Mono: It can emit 0 or 1 item. Its like CompletableFuture with 0 or 1 result. It’s commonly used when you expect a single result or no result. For example, finding an entity by its ID or saving an entity.
Mono<User> monoUser = Mono.just(new User());
Create a Spring Boot project and include the following dependency.
<dependency>
<groupId>org.springframework.boot</groupId>
<artifactId>spring-boot-starter-webflux</artifactId>
</dependency>
Example 1: Using Mono with CoreSubscriber
package com.javadzone.webflux;
import org.junit.jupiter.api.Test;
import org.reactivestreams.Subscription;
import org.springframework.boot.test.context.SpringBootTest;
import reactor.core.CoreSubscriber;
import reactor.core.publisher.Mono;
@SpringBootTest
class BootWebfluxApplicationTests {
@Test
public void test() {
// Creating a Mono publisher with test data
Mono<String> monoPublisher = Mono.just("Testdata");
// Subscribing to the Mono publisher
monoPublisher.subscribe(new CoreSubscriber<String>() {
// Callback method invoked when subscription starts
@Override
public void onSubscribe(Subscription s) {
System.out.println("on subscribe....");
s.request(1);
}
// Callback method invoked when data is emitted
@Override
public void onNext(String data) {
System.out.println("data: " + data);
}
// Callback method invoked when an error occurs
@Override
public void onError(Throwable t) {
System.out.println("exception occured: " + t.getMessage());
}
// Callback method invoked when subscription is completed
@Override
public void onComplete() {
System.out.println("completed the implementation....");
}
});
}
}
This example demonstrates the usage of Mono with a CoreSubscriber, where we create a Mono publisher with test data and subscribe to it. We handle different callback methods such as onSubscribe, onNext, onError, and onComplete to manage the data stream.

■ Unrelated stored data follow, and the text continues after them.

//! # Drone Dashboard
//!
//! Connects to a MAVLink vehicle and shows its live telemetry in the
//! terminal until `q` is pressed or the process is signalled.
//!
//! # Control Flow
//!
//! 1. **Initialization**
//!    - Parse the command line and load the optional TOML config
//!    - Start file logging (the terminal belongs to the dashboard)
//!
//! 2. **Startup**
//!    - Connect to the vehicle, waiting a bounded time for its heartbeat
//!    - Switch the terminal to the dashboard and start rendering
//!
//! 3. **Shutdown**
//!    - Triggered by Ctrl+C, SIGTERM or the quit key
//!    - Stop rendering, restore the terminal, then disconnect
//!
//! # Examples
//!
//! ```bash
//! drone-dashboard                       # listen on udp://:14540
//! drone-dashboard tcp://:5760
//! drone-dashboard serial:///dev/ttyACM0:57600 --config config/dashboard.toml
//! ```

use std::path::{Path, PathBuf};

use anyhow::{Context, Result};
use clap::Parser;
use tracing::{info, warn};
use tracing_appender::non_blocking::WorkerGuard;
use tracing_subscriber::EnvFilter;

use drone_dashboard::config::{Config, LoggingConfig};
use drone_dashboard::dashboard::Dashboard;
use drone_dashboard::display::TerminalSurface;
use drone_dashboard::source::MavlinkSource;

/// Prefix of the daily log files
const LOG_FILE_PREFIX: &str = "drone-dashboard.log";

/// Live MAVLink telemetry dashboard for the terminal
#[derive(Debug, Parser)]
#[command(name = "drone-dashboard", version, about)]
struct Cli {
    /// Connection address: udp://:PORT, tcp://:PORT or serial:///dev/DEVICE[:BAUD]
    address: Option<String>,

    /// TOML configuration file
    #[arg(short, long, value_name = "PATH")]
    config: Option<PathBuf>,
}

impl Cli {
    /// The positional address wins over the configured one
    fn address<'a>(&'a self, config: &'a Config) -> &'a str {
        self.address.as_deref().unwrap_or(&config.connection.address)
    }
}

#[tokio::main]
async fn main() -> Result<()> {
    let cli = Cli::parse();
    let config = load_config(cli.config.as_deref())?;
    let _log_guard = init_logging(&config.logging)?;

    let address = cli.address(&config).to_string();
    info!("Drone Dashboard v{} starting...", env!("CARGO_PKG_VERSION"));

    println!("Drone Telemetry Dashboard");
    println!("Connecting to: {}", address);

    let source = MavlinkSource::new(config.connection.clone());
    let mut dashboard = Dashboard::new(config, source, TerminalSurface::new());

    dashboard.start(&address).await?;
    dashboard.run_until(shutdown_signal()).await?;

    println!("Dashboard stopped");
    Ok(())
}

fn load_config(path: Option<&Path>) -> Result<Config> {
    match path {
        Some(path) => Config::load(path)
            .with_context(|| format!("Failed to load config from {}", path.display())),
        None => Ok(Config::default()),
    }
}

/// Log to a daily-rolling file; `RUST_LOG` overrides the configured level
fn init_logging(config: &LoggingConfig) -> Result<WorkerGuard> {
    std::fs::create_dir_all(&config.log_dir)
        .with_context(|| format!("Failed to create log directory {}", config.log_dir))?;

    let appender = tracing_appender::rolling::daily(&config.log_dir, LOG_FILE_PREFIX);
    let (writer, guard) = tracing_appender::non_blocking(appender);

    let filter = EnvFilter::try_from_default_env().unwrap_or_else(|_| EnvFilter::new(&config.level));

    tracing_subscriber::fmt()
        .with_env_filter(filter)
        .with_writer(writer)
        .with_ansi(false)
        .init();

    Ok(guard)
}

/// Resolves on Ctrl+C or, on Unix, SIGTERM
async fn shutdown_signal() {
    let ctrl_c = async {
        if let Err(e) = tokio::signal::ctrl_c().await {
            warn!("Failed to listen for Ctrl+C: {}", e);
            std::future::pending::<()>().await;
        }
    };

    #[cfg(unix)]
    let terminate = async {
        use tokio::signal::unix::{signal, SignalKind};
        match signal(SignalKind::terminate()) {
            Ok(mut sigterm) => {
                sigterm.recv().await;
            }
            Err(e) => {
                warn!("Failed to listen for SIGTERM: {}", e);
                std::future::pending::<()>().await;
            }
        }
    };

    #[cfg(not(unix))]
    let terminate = std::future::pending::<()>();

    tokio::select! {
        _ = ctrl_c => info!("Received Ctrl+C"),
        _ = terminate => info!("Received SIGTERM"),
    }
}
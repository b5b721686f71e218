//! # Error Types
//!
//! Custom error types for the drone dashboard using `thiserror`.

use thiserror::Error;

/// Main error type for the drone dashboard
#[derive(Debug, Error)]
pub enum DashboardError {
    /// The telemetry source could not open the connection address
    #[error("Connection failed: {0}")]
    Connection(String),

    /// No autopilot appeared within the bounded wait
    #[error("Timeout waiting for autopilot on {address} after {timeout_secs}s")]
    ConnectionTimeout { address: String, timeout_secs: u64 },

    /// The terminal output surface could not be initialized
    #[error("Failed to initialize terminal: {0}")]
    SurfaceInit(String),

    /// The render task terminated abnormally
    #[error("Render loop error: {0}")]
    Render(String),

    /// Configuration errors
    #[error("Configuration error: {0}")]
    Config(#[from] toml::de::Error),

    /// I/O errors
    #[error("I/O error: {0}")]
    Io(#[from] std::io::Error),
}

impl DashboardError {
    /// True for the ConnectionFailure class (address unusable or no peer found).
    pub fn is_connection_failure(&self) -> bool {
        matches!(
            self,
            DashboardError::Connection(_) | DashboardError::ConnectionTimeout { .. }
        )
    }
}

/// Result type alias for the drone dashboard
pub type Result<T> = std::result::Result<T, DashboardError>;

#[cfg(test)]
mod tests {
    use super::*;

    #[test]
    fn test_connection_failure_class() {
        assert!(DashboardError::Connection("bad address".into()).is_connection_failure());
        assert!(DashboardError::ConnectionTimeout {
            address: "udpin:0.0.0.0:14540".into(),
            timeout_secs: 10,
        }
        .is_connection_failure());
        assert!(!DashboardError::SurfaceInit("no tty".into()).is_connection_failure());
    }

    #[test]
    fn test_timeout_message_names_address() {
        let err = DashboardError::ConnectionTimeout {
            address: "udpin:0.0.0.0:14540".into(),
            timeout_secs: 10,
        };
        let msg = err.to_string();
        assert!(msg.contains("udpin:0.0.0.0:14540"));
        assert!(msg.contains("10s"));
    }
}
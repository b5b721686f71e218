//! Connection address parsing.
//!
//! Accepts URL-style addresses (`udp://:14540`, `tcp://host:5760`,
//! `serial:///dev/ttyUSB0:57600`) and the `mavlink` crate's native forms
//! (`udpin:`, `udpout:`, `udpbcast:`, `tcpin:`, `tcpout:`, `serial:`).

use crate::error::{DashboardError, Result};

/// Default baud rate when a serial address omits one
pub const DEFAULT_SERIAL_BAUD: u32 = 57600;

const NATIVE_PREFIXES: &[&str] = &["udpin:", "udpout:", "udpbcast:", "tcpin:", "tcpout:"];

/// Translate a connection address into a `mavlink::connect` address
///
/// # Examples
///
/// ```
/// use drone_dashboard::source::address::normalize_address;
///
/// assert_eq!(normalize_address("udp://:14540").unwrap(), "udpin:0.0.0.0:14540");
/// assert_eq!(normalize_address("tcp://10.0.0.2:5760").unwrap(), "tcpout:10.0.0.2:5760");
/// ```
pub fn normalize_address(address: &str) -> Result<String> {
    let address = address.trim();

    if let Some(rest) = address.strip_prefix("udp://") {
        let (host, port) = split_host_port(address, rest)?;
        let host = if host.is_empty() { "0.0.0.0" } else { host };
        return Ok(format!("udpin:{}:{}", host, port));
    }

    if let Some(rest) = address.strip_prefix("tcp://") {
        let (host, port) = split_host_port(address, rest)?;
        let host = if host.is_empty() { "127.0.0.1" } else { host };
        return Ok(format!("tcpout:{}:{}", host, port));
    }

    if let Some(rest) = address.strip_prefix("serial://") {
        return serial_address(address, rest);
    }

    if NATIVE_PREFIXES.iter().any(|prefix| address.starts_with(prefix)) {
        return Ok(address.to_string());
    }

    if let Some(rest) = address.strip_prefix("serial:") {
        return serial_address(address, rest);
    }

    Err(unsupported(address))
}

fn split_host_port<'a>(address: &str, rest: &'a str) -> Result<(&'a str, u16)> {
    let (host, port) = rest.rsplit_once(':').ok_or_else(|| unsupported(address))?;
    let port = port.parse::<u16>().map_err(|_| {
        DashboardError::Connection(format!("invalid port in connection address '{}'", address))
    })?;
    Ok((host, port))
}

fn serial_address(address: &str, rest: &str) -> Result<String> {
    let (device, baud) = match rest.rsplit_once(':') {
        Some((device, baud)) => {
            let baud = baud.parse::<u32>().map_err(|_| {
                DashboardError::Connection(format!("invalid baud rate in connection address '{}'", address))
            })?;
            (device, baud)
        }
        None => (rest, DEFAULT_SERIAL_BAUD),
    };

    if device.is_empty() {
        return Err(unsupported(address));
    }

    let device = if device.starts_with('/') {
        device.to_string()
    } else {
        format!("/{}", device)
    };
    Ok(format!("serial:{}:{}", device, baud))
}

fn unsupported(address: &str) -> DashboardError {
    DashboardError::Connection(format!("unsupported connection address '{}'", address))
}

Example 2: Using Mono with various operators
package com.javadzone.webflux;
import org.junit.jupiter.api.Test;
import org.springframework.boot.test.context.SpringBootTest;
import reactor.core.publisher.Flux;
import reactor.core.publisher.Mono;
import reactor.util.function.Tuple2;
import reactor.util.function.Tuple4;
@SpringBootTest
public class MonoTest {
@Test
void testMono(){
Mono<String> firstMono = Mono.just("First Mono");
Mono<String> secondMono = Mono.just("Second Mono");
Mono<String> thirdMono = Mono.just("Third Mono");
Mono<String> fourthMono = Mono.just("Fourth Mono");
// Subscribing to Monos and printing the data
firstMono.subscribe(data -> {
System.out.println("Subscribed to firstMono: "+data);
});
secondMono.subscribe(data -> {
System.out.println("Subscribed to secondMono: "+ data);
});
// Combining Monos using zipWith and zip operators
System.out.println("----------- zipWith() ------------ ");
Mono<Tuple2<String, String>> tuple2Mono = firstMono.zipWith(secondMono);
tuple2Mono.subscribe(data -> {
System.out.println(data.getT1());
System.out.println(data.getT2());
});
System.out.println("----------- zip() ------------ ");
Mono<Tuple4<String, String, String, String>> zip = Mono.zip(firstMono, secondMono, thirdMono, fourthMono);
zip.subscribe(data ->{
System.out.println(data.getT1());
System.out.println(data.getT2());
System.out.println(data.getT3());
System.out.println(data.getT4());
});
// Transforming Mono data using map and flatMap
System.out.println("----------- map() ------------ ");
Mono<String> map = firstMono.map(String::toUpperCase);
map.subscribe(System.out:: println);
System.out.println("----------- flatmap() ------------ ");
//flatmap(): Transform the item emitted by this Mono asynchronously,
//returning the value emitted by another Mono (possibly changing the value type).
Mono<String[]> flatMapMono = firstMono.flatMap(data -> Mono.just(data.split(" ")));
flatMapMono.subscribe(data-> {
for(String d: data) {
System.out.println(d);
}
//or
//Arrays.stream(data).forEach(System.out::println);
});
// Converting Mono into Flux using flatMapMany
System.out.println("---------- flatMapMany() ------------- ");
//flatMapMany(): Transform the item emitted by this Mono into a Publisher,
//then forward its emissions into the returned Flux.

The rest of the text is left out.